7.2. Starting the Controller

The bin directory of the Sequoia distribution contains the scripts to start the controller. Unix users must start the controller with controller.sh whereas Windows users will use controller.bat.

Sequoia Controller startup is tuned via a configuration file, called controller.xml, included under the config/controller directory of your Sequoia installation. A simple configuration file looks like this:

A standard Sequoia Controller configuration file looks like this:

<?xml version="1.0" encoding="ISO-8859-1" ?>
<!DOCTYPE SEQUOIA-CONTROLLER PUBLIC "-//Continuent//DTD SEQUOIA-CONTROLLER 2.10//EN"  "http://sequoia.continuent.org/dtds/sequoia-controller-2.10.dtd">
<SEQUOIA-CONTROLLER>
	<Controller port="25322">
    <Report hideSensitiveData="true" generateOnFatal="true"/>
    <JmxSettings>
      <RmiJmxAdaptor/>
    </JmxSettings>
  </Controller>
</SEQUOIA-CONTROLLER>
      

You can specify at startup a different file than config/controller/controller.xml. This is useful if you have to startup many identical controllers from the network. You can then use the command controller.sh -f filename on Unix machines or controller.bat -f filename on windows.

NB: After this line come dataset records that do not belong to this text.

//! InMemoryDelayCache - 開発用・テスト用の共有キャッシュ
//!
//! # 実装詳細
//! - list / sorted set / lease を 1 つの `tokio::sync::Mutex` で保護
//!   （各プリミティブと `atomic_transfer` がアトミックになる）
//! - lease の期限は注入された Clock で判定
//! - 同じ `Arc<InMemoryDelayCache>` を複数の Scheduler / Sweeper に渡すと
//!   「複数インスタンスが 1 つのキャッシュを共有する」状況を再現できる

use async_trait::async_trait;
use chrono::{DateTime, Utc};
use std::collections::{BTreeSet, HashMap, VecDeque};
use std::sync::Arc;
use std::time::Duration;
use tokio::sync::Mutex;

use crate::domain::{CacheError, LockToken};
use crate::ports::{Clock, DelayCache, IdGenerator, UlidGenerator};

/// Members ordered by (score, value), with a reverse index for removal.
#[derive(Debug, Default)]
struct SortedSet {
    scores: HashMap<String, i64>,
    ordered: BTreeSet<(i64, String)>,
}

impl SortedSet {
    fn insert(&mut self, value: &str, score: i64) {
        if let Some(old) = self.scores.insert(value.to_string(), score) {
            self.ordered.remove(&(old, value.to_string()));
        }
        self.ordered.insert((score, value.to_string()));
    }

    fn remove(&mut self, value: &str) -> bool {
        match self.scores.remove(value) {
            Some(score) => {
                self.ordered.remove(&(score, value.to_string()));
                true
            }
            None => false,
        }
    }

    fn range(&self, min: i64, max: i64) -> Vec<String> {
        if min > max {
            return Vec::new();
        }
        self.ordered
            .range((min, String::new())..)
            .take_while(|(score, _)| *score <= max)
            .map(|(_, value)| value.clone())
            .collect()
    }

    fn is_empty(&self) -> bool {
        self.scores.is_empty()
    }
}

#[derive(Debug, Clone)]
struct Lease {
    token: LockToken,
    expires_at: DateTime<Utc>,
}

#[derive(Debug, Default)]
struct CacheState {
    lists: HashMap<String, VecDeque<String>>,
    sorted_sets: HashMap<String, SortedSet>,
    leases: HashMap<String, Lease>,
}

impl CacheState {
    fn drop_if_empty_list(&mut self, key: &str) {
        if self.lists.get(key).is_some_and(VecDeque::is_empty) {
            self.lists.remove(key);
        }
    }

    fn drop_if_empty_set(&mut self, key: &str) {
        if self.sorted_sets.get(key).is_some_and(SortedSet::is_empty) {
            self.sorted_sets.remove(key);
        }
    }
}

/// Process-local [`DelayCache`].
pub struct InMemoryDelayCache {
    state: Mutex<CacheState>,
    clock: Arc<dyn Clock>,
    tokens: UlidGenerator<Arc<dyn Clock>>,
}

impl InMemoryDelayCache {
    pub fn new(clock: Arc<dyn Clock>) -> Self {
        Self {
            state: Mutex::new(CacheState::default()),
            tokens: UlidGenerator::new(Arc::clone(&clock)),
            clock,
        }
    }
}

#[async_trait]
impl DelayCache for InMemoryDelayCache {
    async fn list_push_front(&self, key: &str, value: &str) -> Result<(), CacheError> {
        let mut state = self.state.lock().await;
        state
            .lists
            .entry(key.to_string())
            .or_default()
            .push_front(value.to_string());
        Ok(())
    }

    async fn list_pop_back(&self, key: &str) -> Result<Option<String>, CacheError> {
        let mut state = self.state.lock().await;
        let popped = state.lists.get_mut(key).and_then(VecDeque::pop_back);
        state.drop_if_empty_list(key);
        Ok(popped)
    }

    async fn list_remove_value(
        &self,
        key: &str,
        count: usize,
        value: &str,
    ) -> Result<usize, CacheError> {
        let mut state = self.state.lock().await;
        let Some(list) = state.lists.get_mut(key) else {
            return Ok(0);
        };

        let limit = if count == 0 { usize::MAX } else { count };
        let mut removed = 0;
        list.retain(|entry| {
            if removed < limit && entry == value {
                removed += 1;
                false
            } else {
                true
            }
        });
        state.drop_if_empty_list(key);
        Ok(removed)
    }

    async fn sorted_set_add(&self, key: &str, value: &str, score: i64) -> Result<(), CacheError> {
        let mut state = self.state.lock().await;
        state
            .sorted_sets
            .entry(key.to_string())
            .or_default()
            .insert(value, score);
        Ok(())
    }

    async fn sorted_set_remove_value(&self, key: &str, value: &str) -> Result<bool, CacheError> {
        let mut state = self.state.lock().await;
        let removed = state
            .sorted_sets
            .get_mut(key)
            .is_some_and(|set| set.remove(value));
        state.drop_if_empty_set(key);
        Ok(removed)
    }

    async fn sorted_set_range_by_score(
        &self,
        key: &str,
        min: i64,
        max: i64,
    ) -> Result<Vec<String>, CacheError> {
        let state = self.state.lock().await;
        Ok(state
            .sorted_sets
            .get(key)
            .map(|set| set.range(min, max))
            .unwrap_or_default())
    }

    async fn scan_keys_by_prefix(&self, prefix: &str) -> Result<Vec<String>, CacheError> {
        let state = self.state.lock().await;
        let mut keys: Vec<String> = state
            .lists
            .keys()
            .chain(state.sorted_sets.keys())
            .filter(|key| key.starts_with(prefix))
            .cloned()
            .collect();
        keys.sort();
        keys.dedup();
        Ok(keys)
    }

    async fn try_acquire_lock(
        &self,
        name: &str,
        ttl: Duration,
    ) -> Result<Option<LockToken>, CacheError> {
        let ttl = chrono::Duration::from_std(ttl)
            .map_err(|e| CacheError::Backend(format!("lease ttl out of range: {e}")))?;
        let now = self.clock.now();

        let mut state = self.state.lock().await;
        if let Some(lease) = state.leases.get(name)
            && lease.expires_at > now
        {
            tracing::trace!(lock = name, holder = %lease.token, "lease still held");
            return Ok(None);
        }

        let token = self.tokens.generate_lock_token();
        state.leases.insert(
            name.to_string(),
            Lease {
                token,
                expires_at: now + ttl,
            },
        );
        Ok(Some(token))
    }

    /// Only values still present in the future set are moved, so an entry
    /// cancelled between the range query and the transfer is not revived.
    async fn atomic_transfer(
        &self,
        future_key: &str,
        ready_key: &str,
        values: &[String],
    ) -> Result<(), CacheError> {
        let mut state = self.state.lock().await;
        let mut moved = Vec::with_capacity(values.len());
        if let Some(set) = state.sorted_sets.get_mut(future_key) {
            for value in values {
                if set.remove(value) {
                    moved.push(value.clone());
                }
            }
        }
        state.drop_if_empty_set(future_key);

        if !moved.is_empty() {
            let list = state.lists.entry(ready_key.to_string()).or_default();
            for value in moved {
                list.push_front(value);
            }
        }
        Ok(())
    }
}

#[cfg(test)]
impl InMemoryDelayCache {
    /// Ready list contents, push end first.
    pub(crate) async fn list_snapshot(&self, key: &str) -> Vec<String> {
        let state = self.state.lock().await;
        state
            .lists
            .get(key)
            .map(|list| list.iter().cloned().collect())
            .unwrap_or_default()
    }

    /// Future set contents, ascending by score.
    pub(crate) async fn sorted_set_snapshot(&self, key: &str) -> Vec<(String, i64)> {
        let state = self.state.lock().await;
        state
            .sorted_sets
            .get(key)
            .map(|set| {
                set.ordered
                    .iter()
                    .map(|(score, value)| (value.clone(), *score))
                    .collect()
            })
            .unwrap_or_default()
    }

    pub(crate) async fn lease_holder(&self, name: &str) -> Option<LockToken> {
        let state = self.state.lock().await;
        state.leases.get(name).map(|lease| lease.token)
    }
}

#[cfg(test)]
mod tests {
    use super::*;
    use crate::ports::FixedClock;
    use chrono::TimeZone;

    fn cache_at(start: DateTime<Utc>) -> (Arc<FixedClock>, InMemoryDelayCache) {
        let clock = Arc::new(FixedClock::new(start));
        let cache = InMemoryDelayCache::new(clock.clone());
        (clock, cache)
    }

    fn start() -> DateTime<Utc> {
        Utc.with_ymd_and_hms(2024, 1, 1, 12, 0, 0).unwrap()
    }

    #[tokio::test]
    async fn list_is_fifo_between_push_and_pop_ends() {
        let (_, cache) = cache_at(start());
        for v in ["a", "b", "c"] {
            cache.list_push_front("topic:1_1", v).await.unwrap();
        }

        assert_eq!(cache.list_pop_back("topic:1_1").await.unwrap().as_deref(), Some("a"));
        assert_eq!(cache.list_pop_back("topic:1_1").await.unwrap().as_deref(), Some("b"));
        assert_eq!(cache.list_pop_back("topic:1_1").await.unwrap().as_deref(), Some("c"));
        assert_eq!(cache.list_pop_back("topic:1_1").await.unwrap(), None);
    }

    #[tokio::test]
    async fn list_remove_value_honours_count() {
        let (_, cache) = cache_at(start());
        for v in ["x", "y", "x", "x"] {
            cache.list_push_front("k", v).await.unwrap();
        }

        assert_eq!(cache.list_remove_value("k", 1, "x").await.unwrap(), 1);
        assert_eq!(cache.list_remove_value("k", 0, "x").await.unwrap(), 2);
        assert_eq!(cache.list_remove_value("k", 0, "x").await.unwrap(), 0);
        assert_eq!(cache.list_snapshot("k").await, vec!["y".to_string()]);
        assert_eq!(cache.list_remove_value("missing", 0, "x").await.unwrap(), 0);
    }

    #[tokio::test]
    async fn sorted_set_range_is_inclusive_and_ordered() {
        let (_, cache) = cache_at(start());
        cache.sorted_set_add("future:1_1", "late", 300).await.unwrap();
        cache.sorted_set_add("future:1_1", "early", 100).await.unwrap();
        cache.sorted_set_add("future:1_1", "mid", 200).await.unwrap();

        let due = cache
            .sorted_set_range_by_score("future:1_1", 0, 200)
            .await
            .unwrap();
        assert_eq!(due, vec!["early".to_string(), "mid".to_string()]);

        // re-adding moves the score instead of duplicating
        cache.sorted_set_add("future:1_1", "late", 50).await.unwrap();
        let all = cache
            .sorted_set_range_by_score("future:1_1", i64::MIN, i64::MAX)
            .await
            .unwrap();
        assert_eq!(all, vec!["late", "early", "mid"]);
    }

    #[tokio::test]
    async fn empty_structures_leave_the_key_space() {
        let (_, cache) = cache_at(start());
        cache.sorted_set_add("future:1_1", "a", 1).await.unwrap();
        cache.list_push_front("topic:1_1", "b").await.unwrap();
        assert_eq!(
            cache.scan_keys_by_prefix("future:").await.unwrap(),
            vec!["future:1_1".to_string()]
        );

        assert!(cache.sorted_set_remove_value("future:1_1", "a").await.unwrap());
        assert!(!cache.sorted_set_remove_value("future:1_1", "a").await.unwrap());
        cache.list_pop_back("topic:1_1").await.unwrap();

        assert!(cache.scan_keys_by_prefix("future:").await.unwrap().is_empty());
        assert!(cache.scan_keys_by_prefix("topic:").await.unwrap().is_empty());
    }

    #[tokio::test]
    async fn lease_blocks_until_expiry() {
        let (clock, cache) = cache_at(start());
        let ttl = Duration::from_secs(30);

        let first = cache.try_acquire_lock("sync", ttl).await.unwrap();
        assert!(first.is_some());
        assert_eq!(cache.lease_holder("sync").await, first);
        assert!(cache.try_acquire_lock("sync", ttl).await.unwrap().is_none());
        assert!(cache.try_acquire_lock("other", ttl).await.unwrap().is_some());

        clock.advance(chrono::Duration::seconds(29));
        assert!(cache.try_acquire_lock("sync", ttl).await.unwrap().is_none());

        clock.advance(chrono::Duration::seconds(1));
        let second = cache.try_acquire_lock("sync", ttl).await.unwrap();
        assert!(second.is_some());
        assert_ne!(first, second);
    }

    #[tokio::test]
    async fn atomic_transfer_moves_only_present_values() {
        let (_, cache) = cache_at(start());
        cache.sorted_set_add("future:1_1", "a", 1).await.unwrap();
        cache.sorted_set_add("future:1_1", "b", 2).await.unwrap();
        cache.sorted_set_add("future:1_1", "c", 99).await.unwrap();

        let values = vec!["a".to_string(), "b".to_string(), "gone".to_string()];
        cache
            .atomic_transfer("future:1_1", "topic:1_1", &values)
            .await
            .unwrap();

        assert_eq!(cache.sorted_set_snapshot("future:1_1").await, vec![("c".to_string(), 99)]);
        // pushed in order, so "a" is popped first
        assert_eq!(cache.list_snapshot("topic:1_1").await, vec!["b", "a"]);
    }
}
//! TypedRegistry - バケットごとの Handler 登録

use std::collections::HashMap;
use std::sync::Arc;

use super::handler::{DynHandler, Handler, TypedHandler};
use super::task::TaskKind;
use crate::domain::Bucket;

#[derive(Debug, thiserror::Error)]
pub enum RegistryError {
    #[error("handler for bucket {0} is already registered")]
    AlreadyRegistered(Bucket),
}

/// Type-erased handlers keyed by [`Bucket`].
#[derive(Default, Clone)]
pub struct TypedRegistry {
    handlers: HashMap<Bucket, Arc<dyn DynHandler>>,
}

impl TypedRegistry {
    pub fn new() -> Self {
        Self::default()
    }

    pub fn register<T: TaskKind, H: Handler<T> + 'static>(
        &mut self,
        handler: H,
    ) -> Result<(), RegistryError> {
        let bucket = T::bucket();
        if self.handlers.contains_key(&bucket) {
            return Err(RegistryError::AlreadyRegistered(bucket));
        }
        self.handlers
            .insert(bucket, Arc::new(TypedHandler::<T, H>::new(handler)));
        Ok(())
    }

    pub fn get(&self, bucket: Bucket) -> Option<Arc<dyn DynHandler>> {
        self.handlers.get(&bucket).cloned()
    }

    /// Sorted, so consumers start in a stable order.
    pub fn buckets(&self) -> Vec<Bucket> {
        let mut buckets: Vec<Bucket> = self.handlers.keys().copied().collect();
        buckets.sort_by_key(|b| (b.task_type, b.priority));
        buckets
    }

    pub fn is_empty(&self) -> bool {
        self.handlers.is_empty()
    }
}

#[cfg(test)]
mod tests {
    use super::*;
    use crate::typed::handler::fixtures::{FailingWarmup, RecordingHandler};
    use crate::typed::task::fixtures::{ArticleReview, CacheWarmup};

    #[test]
    fn register_and_get() {
        let mut registry = TypedRegistry::new();
        registry
            .register::<ArticleReview, _>(Arc::new(RecordingHandler::default()))
            .unwrap();

        let handler = registry.get(ArticleReview::bucket()).unwrap();
        assert_eq!(handler.bucket(), ArticleReview::bucket());
        assert!(registry.get(CacheWarmup::bucket()).is_none());
    }

    #[test]
    fn double_registration_is_rejected() {
        let mut registry = TypedRegistry::new();
        registry.register::<CacheWarmup, _>(FailingWarmup).unwrap();
        let err = registry.register::<CacheWarmup, _>(FailingWarmup).unwrap_err();
        assert!(matches!(err, RegistryError::AlreadyRegistered(b) if b == CacheWarmup::bucket()));
    }

    #[test]
    fn buckets_lists_every_registration() {
        let mut registry = TypedRegistry::new();
        assert!(registry.is_empty());
        registry.register::<CacheWarmup, _>(FailingWarmup).unwrap();
        registry
            .register::<ArticleReview, _>(Arc::new(RecordingHandler::default()))
            .unwrap();

        assert_eq!(
            registry.buckets(),
            vec![ArticleReview::bucket(), CacheWarmup::bucket()]
        );
    }
}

For more information you can refer to the controller-configuration.xml example in the example directory of sequoia.

Next section describes how to write a controller configuration file.

7.3. Writing the controller configuration file

The controller is entirely configurable via an xml file, by default it is controller.xml located in the config/controller of the Sequoia installation. This section details how to write such a file.

7.3.1. Controller Parameters

The root element of the controller configuration is defined as follows

<!ELEMENT Controller (Internationalization?, Report?, JmxSettings?, 
                                    VirtualDatabase*, SecuritySettings?)>
<!ATTLIST Controller
  port             CDATA "25322"
  ipAddress        CDATA "127.0.0.1"
  backlogSize      CDATA "10"
>
    

All sub-elements of Controller are defined in the next sections. Here is a brief overview of each of them:

  • Internationalization: defines the language setting for Sequoia console and error messages.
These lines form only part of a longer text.